Records for this task section start
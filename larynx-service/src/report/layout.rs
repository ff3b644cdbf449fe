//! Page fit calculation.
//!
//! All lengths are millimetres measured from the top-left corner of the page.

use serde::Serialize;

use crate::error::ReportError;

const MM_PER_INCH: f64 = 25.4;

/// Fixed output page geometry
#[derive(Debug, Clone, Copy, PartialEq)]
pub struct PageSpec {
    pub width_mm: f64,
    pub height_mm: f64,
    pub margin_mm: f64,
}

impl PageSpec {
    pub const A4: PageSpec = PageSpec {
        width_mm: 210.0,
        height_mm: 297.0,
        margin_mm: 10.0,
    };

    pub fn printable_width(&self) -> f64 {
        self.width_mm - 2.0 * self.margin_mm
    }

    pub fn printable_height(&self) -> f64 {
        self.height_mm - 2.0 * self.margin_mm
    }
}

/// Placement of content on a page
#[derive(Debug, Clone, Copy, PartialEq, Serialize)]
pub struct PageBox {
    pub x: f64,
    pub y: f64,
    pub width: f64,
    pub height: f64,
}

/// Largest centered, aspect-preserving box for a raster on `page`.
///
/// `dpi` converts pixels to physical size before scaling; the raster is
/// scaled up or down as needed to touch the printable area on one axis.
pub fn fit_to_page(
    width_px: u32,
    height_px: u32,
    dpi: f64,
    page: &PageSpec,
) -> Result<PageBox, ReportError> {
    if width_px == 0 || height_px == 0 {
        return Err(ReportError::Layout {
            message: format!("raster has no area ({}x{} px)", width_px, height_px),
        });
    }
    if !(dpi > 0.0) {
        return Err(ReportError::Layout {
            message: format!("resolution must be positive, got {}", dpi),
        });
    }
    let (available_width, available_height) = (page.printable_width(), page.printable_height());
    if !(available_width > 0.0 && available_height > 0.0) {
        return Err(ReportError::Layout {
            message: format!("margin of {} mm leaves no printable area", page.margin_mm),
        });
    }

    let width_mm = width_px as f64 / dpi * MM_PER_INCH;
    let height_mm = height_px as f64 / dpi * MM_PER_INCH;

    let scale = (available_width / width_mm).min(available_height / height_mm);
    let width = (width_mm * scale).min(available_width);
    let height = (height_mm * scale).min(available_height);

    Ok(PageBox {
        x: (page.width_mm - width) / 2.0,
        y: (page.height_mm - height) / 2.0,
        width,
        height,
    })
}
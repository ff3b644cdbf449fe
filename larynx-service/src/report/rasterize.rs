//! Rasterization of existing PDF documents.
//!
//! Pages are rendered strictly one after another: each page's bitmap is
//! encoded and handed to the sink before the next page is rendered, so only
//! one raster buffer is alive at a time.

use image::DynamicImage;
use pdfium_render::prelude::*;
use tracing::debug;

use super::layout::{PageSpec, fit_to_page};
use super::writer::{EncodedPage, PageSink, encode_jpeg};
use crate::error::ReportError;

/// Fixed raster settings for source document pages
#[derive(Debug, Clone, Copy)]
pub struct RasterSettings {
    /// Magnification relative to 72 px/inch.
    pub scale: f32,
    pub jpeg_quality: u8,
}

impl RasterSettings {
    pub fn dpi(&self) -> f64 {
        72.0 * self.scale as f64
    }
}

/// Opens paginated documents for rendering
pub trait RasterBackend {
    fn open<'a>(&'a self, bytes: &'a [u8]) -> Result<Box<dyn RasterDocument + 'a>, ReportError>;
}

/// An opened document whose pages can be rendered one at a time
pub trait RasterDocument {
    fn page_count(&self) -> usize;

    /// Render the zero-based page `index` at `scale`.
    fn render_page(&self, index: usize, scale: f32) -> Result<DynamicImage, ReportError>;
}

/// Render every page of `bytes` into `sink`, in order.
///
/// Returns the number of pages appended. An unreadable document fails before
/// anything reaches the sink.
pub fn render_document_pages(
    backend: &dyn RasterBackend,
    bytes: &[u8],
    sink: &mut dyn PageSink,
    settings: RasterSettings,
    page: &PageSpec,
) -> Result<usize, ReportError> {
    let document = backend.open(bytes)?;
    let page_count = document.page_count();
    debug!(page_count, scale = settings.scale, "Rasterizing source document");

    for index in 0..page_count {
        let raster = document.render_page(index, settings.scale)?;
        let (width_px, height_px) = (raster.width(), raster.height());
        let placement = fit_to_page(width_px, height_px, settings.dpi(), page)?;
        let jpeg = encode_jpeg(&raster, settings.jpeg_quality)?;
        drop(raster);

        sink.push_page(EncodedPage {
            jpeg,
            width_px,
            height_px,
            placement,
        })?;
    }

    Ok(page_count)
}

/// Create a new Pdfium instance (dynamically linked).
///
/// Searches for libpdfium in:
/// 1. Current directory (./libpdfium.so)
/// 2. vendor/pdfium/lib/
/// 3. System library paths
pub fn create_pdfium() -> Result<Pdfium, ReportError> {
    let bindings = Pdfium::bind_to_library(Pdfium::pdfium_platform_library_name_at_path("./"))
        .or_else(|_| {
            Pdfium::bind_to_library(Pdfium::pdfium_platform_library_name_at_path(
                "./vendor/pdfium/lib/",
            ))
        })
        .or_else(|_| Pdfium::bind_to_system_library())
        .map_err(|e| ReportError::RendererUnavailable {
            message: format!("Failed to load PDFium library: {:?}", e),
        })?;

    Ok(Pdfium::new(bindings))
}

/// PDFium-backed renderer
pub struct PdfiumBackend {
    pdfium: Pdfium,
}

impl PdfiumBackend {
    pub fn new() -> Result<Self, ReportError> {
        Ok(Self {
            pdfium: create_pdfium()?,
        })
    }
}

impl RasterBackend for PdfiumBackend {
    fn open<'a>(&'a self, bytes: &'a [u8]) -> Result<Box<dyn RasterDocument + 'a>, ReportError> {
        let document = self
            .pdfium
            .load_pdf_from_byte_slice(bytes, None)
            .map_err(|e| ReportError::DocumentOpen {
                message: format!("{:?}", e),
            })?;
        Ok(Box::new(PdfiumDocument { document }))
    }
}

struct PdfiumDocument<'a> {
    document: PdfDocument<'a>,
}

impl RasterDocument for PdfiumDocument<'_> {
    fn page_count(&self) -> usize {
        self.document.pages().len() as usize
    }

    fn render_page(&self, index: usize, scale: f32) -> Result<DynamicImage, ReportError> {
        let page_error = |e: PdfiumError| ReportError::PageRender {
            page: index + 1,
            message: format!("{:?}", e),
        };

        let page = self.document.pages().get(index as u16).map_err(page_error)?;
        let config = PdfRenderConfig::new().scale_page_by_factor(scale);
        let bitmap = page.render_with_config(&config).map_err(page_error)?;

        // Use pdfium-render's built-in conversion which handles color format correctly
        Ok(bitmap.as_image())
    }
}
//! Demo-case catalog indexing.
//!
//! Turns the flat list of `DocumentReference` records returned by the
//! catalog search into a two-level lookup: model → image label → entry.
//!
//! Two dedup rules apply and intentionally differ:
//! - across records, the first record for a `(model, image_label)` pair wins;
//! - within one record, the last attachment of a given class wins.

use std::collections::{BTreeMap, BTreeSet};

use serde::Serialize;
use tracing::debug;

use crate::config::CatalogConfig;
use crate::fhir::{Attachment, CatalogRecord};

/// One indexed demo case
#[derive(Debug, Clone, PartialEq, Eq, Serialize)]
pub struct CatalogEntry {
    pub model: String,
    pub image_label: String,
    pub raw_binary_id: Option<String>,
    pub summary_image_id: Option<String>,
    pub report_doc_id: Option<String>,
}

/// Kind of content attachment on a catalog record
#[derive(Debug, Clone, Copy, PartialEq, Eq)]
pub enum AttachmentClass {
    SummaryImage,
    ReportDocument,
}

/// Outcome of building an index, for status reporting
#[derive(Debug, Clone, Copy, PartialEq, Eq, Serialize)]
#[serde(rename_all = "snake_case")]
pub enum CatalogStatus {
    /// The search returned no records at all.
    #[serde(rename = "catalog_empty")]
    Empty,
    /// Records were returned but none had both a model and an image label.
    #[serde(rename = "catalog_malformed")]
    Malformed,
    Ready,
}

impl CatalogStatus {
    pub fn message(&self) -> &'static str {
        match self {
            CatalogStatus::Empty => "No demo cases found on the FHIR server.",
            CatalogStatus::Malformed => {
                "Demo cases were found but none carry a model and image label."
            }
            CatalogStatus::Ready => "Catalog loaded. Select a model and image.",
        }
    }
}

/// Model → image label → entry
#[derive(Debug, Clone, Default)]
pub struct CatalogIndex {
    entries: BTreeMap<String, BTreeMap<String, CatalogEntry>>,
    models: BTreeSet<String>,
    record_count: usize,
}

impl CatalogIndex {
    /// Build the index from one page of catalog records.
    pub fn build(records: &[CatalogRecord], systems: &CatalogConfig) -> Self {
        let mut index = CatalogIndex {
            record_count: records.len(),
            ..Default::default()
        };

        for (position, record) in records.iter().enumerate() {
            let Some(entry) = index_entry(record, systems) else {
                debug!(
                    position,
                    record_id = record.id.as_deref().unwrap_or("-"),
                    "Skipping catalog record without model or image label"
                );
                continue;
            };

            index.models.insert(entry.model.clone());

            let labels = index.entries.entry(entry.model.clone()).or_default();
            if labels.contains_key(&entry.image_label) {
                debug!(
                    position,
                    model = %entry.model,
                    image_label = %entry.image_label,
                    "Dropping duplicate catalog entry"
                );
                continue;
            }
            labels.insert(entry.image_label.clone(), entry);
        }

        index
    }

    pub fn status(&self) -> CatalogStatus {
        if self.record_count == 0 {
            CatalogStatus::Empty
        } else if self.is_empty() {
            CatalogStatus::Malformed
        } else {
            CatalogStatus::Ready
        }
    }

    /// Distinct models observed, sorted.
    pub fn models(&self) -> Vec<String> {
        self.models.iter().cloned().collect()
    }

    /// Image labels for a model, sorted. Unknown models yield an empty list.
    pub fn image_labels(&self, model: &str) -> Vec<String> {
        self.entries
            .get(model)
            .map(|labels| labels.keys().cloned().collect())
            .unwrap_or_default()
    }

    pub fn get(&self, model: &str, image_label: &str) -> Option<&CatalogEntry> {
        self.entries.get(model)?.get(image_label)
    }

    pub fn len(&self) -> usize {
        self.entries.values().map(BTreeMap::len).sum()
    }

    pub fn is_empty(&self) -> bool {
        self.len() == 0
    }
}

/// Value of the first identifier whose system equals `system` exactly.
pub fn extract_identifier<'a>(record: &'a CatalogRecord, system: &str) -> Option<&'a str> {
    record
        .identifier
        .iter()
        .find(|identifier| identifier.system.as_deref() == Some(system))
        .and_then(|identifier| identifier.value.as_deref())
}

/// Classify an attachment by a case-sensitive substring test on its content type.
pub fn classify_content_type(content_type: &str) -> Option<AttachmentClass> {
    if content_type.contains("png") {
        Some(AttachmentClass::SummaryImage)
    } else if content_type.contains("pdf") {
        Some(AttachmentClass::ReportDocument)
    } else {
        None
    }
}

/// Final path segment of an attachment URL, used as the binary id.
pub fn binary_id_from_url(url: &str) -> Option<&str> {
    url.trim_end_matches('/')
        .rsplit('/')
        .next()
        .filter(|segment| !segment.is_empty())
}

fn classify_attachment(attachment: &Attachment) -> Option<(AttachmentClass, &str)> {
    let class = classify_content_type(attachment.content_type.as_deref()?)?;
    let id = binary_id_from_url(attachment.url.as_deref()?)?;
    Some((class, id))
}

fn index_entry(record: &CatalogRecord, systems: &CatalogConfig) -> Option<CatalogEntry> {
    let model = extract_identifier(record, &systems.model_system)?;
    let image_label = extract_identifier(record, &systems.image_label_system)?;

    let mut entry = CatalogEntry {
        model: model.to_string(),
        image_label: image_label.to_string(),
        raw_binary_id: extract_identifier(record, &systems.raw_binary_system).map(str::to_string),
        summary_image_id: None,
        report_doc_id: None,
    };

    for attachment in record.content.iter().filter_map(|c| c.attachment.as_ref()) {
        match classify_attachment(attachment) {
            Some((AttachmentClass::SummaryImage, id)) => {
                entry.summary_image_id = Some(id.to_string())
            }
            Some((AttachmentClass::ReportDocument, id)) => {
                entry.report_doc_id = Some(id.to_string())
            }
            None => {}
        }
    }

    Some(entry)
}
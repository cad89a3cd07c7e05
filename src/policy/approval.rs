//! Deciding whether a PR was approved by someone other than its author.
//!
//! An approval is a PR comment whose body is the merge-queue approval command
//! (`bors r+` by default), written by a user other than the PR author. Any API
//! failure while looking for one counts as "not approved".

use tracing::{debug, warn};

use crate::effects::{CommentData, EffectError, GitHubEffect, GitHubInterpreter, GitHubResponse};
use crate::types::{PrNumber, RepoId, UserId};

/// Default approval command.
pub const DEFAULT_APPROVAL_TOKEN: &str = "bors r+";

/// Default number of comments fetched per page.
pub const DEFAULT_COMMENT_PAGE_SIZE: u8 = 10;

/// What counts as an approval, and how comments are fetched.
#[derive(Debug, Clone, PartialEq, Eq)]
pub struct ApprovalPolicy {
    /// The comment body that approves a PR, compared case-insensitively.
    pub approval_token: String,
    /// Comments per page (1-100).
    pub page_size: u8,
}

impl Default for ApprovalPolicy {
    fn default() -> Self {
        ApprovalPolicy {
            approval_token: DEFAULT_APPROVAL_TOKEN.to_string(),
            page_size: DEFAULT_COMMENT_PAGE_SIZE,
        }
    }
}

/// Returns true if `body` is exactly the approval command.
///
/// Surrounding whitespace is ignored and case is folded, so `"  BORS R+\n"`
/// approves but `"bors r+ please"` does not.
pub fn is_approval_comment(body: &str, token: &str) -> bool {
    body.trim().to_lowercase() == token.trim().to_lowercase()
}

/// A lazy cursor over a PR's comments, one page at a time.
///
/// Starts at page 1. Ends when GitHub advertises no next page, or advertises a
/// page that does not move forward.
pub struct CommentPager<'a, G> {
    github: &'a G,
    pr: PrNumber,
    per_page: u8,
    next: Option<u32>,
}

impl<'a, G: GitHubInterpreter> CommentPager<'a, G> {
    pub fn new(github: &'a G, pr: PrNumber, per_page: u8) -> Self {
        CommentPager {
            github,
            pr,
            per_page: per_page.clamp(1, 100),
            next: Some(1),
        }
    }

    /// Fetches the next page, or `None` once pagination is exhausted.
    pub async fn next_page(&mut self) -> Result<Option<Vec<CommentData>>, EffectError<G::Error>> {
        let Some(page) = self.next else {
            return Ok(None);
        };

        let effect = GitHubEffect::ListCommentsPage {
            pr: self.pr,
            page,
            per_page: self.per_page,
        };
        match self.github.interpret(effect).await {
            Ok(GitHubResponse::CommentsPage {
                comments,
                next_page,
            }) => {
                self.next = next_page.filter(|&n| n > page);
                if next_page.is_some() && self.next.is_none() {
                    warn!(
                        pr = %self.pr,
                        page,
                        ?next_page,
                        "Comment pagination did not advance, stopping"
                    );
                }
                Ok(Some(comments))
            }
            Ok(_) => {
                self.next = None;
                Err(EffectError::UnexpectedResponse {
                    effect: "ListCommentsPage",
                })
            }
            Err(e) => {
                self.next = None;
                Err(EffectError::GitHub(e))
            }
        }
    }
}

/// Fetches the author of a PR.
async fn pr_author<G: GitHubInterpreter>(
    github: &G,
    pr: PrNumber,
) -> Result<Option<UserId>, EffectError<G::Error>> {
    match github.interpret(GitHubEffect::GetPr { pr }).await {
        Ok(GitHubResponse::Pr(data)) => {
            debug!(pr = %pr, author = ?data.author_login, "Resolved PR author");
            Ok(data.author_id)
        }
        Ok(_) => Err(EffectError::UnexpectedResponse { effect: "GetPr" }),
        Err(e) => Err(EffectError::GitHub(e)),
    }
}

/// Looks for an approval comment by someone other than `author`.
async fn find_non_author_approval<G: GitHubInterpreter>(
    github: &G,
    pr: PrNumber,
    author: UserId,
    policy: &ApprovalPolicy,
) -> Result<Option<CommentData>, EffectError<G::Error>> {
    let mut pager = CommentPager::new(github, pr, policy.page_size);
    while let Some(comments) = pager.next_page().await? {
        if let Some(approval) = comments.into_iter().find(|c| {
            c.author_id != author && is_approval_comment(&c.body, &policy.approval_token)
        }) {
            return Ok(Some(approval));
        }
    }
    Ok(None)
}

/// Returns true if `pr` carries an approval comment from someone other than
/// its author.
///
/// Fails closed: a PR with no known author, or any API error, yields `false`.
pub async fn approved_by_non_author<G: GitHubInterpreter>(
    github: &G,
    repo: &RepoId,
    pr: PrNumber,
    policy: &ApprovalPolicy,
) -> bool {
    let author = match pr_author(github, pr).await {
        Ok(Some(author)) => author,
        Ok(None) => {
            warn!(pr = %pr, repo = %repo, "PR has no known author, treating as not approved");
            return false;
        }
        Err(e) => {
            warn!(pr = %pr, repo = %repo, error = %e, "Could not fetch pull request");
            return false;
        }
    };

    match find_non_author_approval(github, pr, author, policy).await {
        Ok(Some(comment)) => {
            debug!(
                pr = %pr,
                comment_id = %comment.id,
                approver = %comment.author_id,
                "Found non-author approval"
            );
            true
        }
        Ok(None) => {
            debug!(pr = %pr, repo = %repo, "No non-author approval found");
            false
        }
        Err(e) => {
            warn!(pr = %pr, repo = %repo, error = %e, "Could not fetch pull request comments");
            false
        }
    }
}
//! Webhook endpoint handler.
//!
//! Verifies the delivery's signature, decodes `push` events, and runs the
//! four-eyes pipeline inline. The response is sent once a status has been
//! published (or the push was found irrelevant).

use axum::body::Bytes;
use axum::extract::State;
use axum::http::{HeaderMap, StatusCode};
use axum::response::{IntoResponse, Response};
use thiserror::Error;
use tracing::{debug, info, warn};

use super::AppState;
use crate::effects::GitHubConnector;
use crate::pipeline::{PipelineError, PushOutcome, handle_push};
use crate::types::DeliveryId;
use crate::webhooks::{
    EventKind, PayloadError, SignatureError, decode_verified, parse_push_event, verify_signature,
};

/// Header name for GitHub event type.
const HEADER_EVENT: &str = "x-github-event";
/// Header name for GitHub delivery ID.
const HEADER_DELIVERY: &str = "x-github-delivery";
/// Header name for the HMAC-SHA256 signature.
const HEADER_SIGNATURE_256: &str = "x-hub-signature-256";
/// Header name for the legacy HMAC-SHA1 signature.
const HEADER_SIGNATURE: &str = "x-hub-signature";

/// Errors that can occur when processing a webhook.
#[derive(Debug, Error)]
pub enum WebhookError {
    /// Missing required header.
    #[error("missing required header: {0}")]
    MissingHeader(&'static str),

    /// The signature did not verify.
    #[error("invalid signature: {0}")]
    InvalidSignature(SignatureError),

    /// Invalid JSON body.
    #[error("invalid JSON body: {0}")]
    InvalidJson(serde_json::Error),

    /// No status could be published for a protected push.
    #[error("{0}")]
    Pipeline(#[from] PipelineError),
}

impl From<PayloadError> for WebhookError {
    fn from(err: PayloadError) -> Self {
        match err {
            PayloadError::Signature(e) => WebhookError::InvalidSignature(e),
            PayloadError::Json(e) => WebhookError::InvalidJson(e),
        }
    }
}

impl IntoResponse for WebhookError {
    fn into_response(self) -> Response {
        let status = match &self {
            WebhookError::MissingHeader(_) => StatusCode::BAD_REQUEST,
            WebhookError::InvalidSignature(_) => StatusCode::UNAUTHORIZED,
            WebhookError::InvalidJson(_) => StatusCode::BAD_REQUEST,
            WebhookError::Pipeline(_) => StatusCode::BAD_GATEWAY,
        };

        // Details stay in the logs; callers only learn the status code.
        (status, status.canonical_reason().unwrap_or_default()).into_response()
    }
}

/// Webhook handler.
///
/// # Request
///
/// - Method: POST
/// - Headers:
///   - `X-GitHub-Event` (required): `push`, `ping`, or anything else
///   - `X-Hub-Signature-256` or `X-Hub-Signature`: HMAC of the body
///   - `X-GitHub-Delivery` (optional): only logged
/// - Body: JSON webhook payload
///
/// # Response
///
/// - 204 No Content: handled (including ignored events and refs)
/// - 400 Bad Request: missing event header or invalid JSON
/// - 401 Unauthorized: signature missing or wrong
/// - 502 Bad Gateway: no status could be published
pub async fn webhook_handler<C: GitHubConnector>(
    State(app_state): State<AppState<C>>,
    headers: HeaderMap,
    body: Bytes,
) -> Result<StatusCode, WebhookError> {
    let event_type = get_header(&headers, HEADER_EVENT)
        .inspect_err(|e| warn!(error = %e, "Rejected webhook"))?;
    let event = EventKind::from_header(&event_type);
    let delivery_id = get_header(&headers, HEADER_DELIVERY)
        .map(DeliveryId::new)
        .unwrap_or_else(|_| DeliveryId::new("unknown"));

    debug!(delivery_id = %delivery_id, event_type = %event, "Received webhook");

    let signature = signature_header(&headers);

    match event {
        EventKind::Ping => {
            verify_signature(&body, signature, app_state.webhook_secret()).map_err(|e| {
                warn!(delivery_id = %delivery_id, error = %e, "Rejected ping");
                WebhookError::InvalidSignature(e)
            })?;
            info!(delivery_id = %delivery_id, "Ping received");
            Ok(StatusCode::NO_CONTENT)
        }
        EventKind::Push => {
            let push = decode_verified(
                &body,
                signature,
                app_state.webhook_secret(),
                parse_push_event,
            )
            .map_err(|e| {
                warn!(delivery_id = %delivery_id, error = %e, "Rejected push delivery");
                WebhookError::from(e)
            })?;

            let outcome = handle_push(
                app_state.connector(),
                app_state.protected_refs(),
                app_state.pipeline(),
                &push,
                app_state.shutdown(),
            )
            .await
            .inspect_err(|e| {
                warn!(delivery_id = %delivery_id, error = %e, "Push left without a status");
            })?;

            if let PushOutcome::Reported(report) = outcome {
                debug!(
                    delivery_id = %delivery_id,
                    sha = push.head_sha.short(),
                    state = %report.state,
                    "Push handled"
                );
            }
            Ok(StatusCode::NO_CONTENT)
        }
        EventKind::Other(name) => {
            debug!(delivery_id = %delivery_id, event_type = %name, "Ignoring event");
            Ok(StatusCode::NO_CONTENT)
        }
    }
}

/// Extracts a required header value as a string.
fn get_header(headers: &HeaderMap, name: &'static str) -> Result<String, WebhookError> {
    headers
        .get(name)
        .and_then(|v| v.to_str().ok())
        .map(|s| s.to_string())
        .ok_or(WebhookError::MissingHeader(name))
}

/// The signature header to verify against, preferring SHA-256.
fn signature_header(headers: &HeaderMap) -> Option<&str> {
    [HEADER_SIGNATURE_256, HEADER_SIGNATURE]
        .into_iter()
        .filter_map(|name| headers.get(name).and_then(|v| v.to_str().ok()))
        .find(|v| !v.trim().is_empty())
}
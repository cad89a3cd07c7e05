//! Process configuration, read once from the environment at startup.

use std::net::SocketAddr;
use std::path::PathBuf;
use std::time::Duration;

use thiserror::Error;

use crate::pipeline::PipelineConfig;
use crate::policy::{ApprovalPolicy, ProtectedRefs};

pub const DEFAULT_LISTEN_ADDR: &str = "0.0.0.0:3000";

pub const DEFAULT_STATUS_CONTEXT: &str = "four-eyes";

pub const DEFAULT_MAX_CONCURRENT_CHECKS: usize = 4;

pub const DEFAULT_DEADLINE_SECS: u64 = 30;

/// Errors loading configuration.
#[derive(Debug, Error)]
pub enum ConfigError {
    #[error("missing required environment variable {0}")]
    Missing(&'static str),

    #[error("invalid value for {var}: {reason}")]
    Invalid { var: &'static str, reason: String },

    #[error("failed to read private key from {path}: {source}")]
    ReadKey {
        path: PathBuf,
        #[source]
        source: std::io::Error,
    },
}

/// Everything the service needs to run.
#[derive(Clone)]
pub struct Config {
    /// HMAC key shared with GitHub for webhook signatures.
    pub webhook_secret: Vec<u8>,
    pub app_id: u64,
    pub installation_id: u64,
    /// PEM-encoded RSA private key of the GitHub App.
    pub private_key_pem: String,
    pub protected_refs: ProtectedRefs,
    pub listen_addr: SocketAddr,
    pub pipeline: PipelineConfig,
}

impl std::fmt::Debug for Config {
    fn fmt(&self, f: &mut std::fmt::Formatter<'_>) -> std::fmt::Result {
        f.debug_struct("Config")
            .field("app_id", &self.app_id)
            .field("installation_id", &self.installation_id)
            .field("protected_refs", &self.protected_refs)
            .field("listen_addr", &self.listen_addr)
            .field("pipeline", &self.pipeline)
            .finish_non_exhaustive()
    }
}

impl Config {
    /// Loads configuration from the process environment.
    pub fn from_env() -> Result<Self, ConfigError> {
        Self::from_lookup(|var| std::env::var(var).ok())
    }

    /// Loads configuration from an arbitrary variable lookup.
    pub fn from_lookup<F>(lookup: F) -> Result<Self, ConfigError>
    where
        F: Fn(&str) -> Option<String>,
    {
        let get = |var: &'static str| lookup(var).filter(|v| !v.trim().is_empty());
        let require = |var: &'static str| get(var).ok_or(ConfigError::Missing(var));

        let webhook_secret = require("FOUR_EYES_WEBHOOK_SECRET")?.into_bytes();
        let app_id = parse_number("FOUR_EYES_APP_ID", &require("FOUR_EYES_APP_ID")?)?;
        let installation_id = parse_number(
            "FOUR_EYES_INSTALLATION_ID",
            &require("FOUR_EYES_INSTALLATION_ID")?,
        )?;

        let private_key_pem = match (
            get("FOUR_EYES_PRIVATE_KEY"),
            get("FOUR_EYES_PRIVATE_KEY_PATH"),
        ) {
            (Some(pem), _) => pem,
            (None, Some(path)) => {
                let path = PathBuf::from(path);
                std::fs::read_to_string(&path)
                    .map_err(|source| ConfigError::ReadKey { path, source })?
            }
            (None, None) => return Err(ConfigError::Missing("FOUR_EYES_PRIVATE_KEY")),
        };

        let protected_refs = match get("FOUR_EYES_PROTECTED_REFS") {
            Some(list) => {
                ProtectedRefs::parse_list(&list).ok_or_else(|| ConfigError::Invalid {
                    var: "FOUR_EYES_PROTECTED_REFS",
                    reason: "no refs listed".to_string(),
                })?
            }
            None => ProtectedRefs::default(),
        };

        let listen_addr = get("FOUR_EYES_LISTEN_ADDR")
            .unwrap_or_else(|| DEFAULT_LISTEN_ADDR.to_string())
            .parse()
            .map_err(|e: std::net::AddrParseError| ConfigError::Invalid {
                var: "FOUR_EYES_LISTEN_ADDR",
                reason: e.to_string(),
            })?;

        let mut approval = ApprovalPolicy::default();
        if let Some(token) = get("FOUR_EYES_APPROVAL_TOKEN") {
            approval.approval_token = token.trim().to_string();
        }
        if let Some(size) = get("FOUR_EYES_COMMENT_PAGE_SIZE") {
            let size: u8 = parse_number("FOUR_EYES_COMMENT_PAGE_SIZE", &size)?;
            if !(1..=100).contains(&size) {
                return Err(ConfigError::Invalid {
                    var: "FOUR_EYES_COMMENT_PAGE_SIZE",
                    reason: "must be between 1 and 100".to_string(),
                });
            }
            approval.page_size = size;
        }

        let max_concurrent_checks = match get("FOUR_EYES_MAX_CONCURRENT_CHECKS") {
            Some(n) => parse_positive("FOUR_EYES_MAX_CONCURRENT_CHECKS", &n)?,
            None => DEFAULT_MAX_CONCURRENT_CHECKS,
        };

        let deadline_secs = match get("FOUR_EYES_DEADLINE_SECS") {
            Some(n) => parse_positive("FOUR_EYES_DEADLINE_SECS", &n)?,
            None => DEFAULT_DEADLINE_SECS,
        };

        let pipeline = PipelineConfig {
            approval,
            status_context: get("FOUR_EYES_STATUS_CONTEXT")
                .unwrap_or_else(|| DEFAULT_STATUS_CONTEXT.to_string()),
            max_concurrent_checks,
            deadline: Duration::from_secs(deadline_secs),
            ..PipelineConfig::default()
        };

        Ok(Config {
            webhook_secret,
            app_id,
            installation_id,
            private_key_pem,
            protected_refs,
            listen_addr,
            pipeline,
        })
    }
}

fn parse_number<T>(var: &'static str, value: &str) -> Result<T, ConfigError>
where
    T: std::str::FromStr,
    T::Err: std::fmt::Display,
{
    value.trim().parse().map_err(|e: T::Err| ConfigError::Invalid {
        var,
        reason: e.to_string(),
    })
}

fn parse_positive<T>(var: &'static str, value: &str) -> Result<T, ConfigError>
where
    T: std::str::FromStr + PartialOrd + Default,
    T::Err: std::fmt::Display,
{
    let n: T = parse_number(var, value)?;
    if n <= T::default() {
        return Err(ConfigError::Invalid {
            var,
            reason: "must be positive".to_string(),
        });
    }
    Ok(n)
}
Records for this task section end
= Task goal =
Which lines of the records above contain the word "Loads"? Show each of them.

= Exercise output =
    /// Loads configuration from the process environment.
    /// Loads configuration from an arbitrary variable lookup.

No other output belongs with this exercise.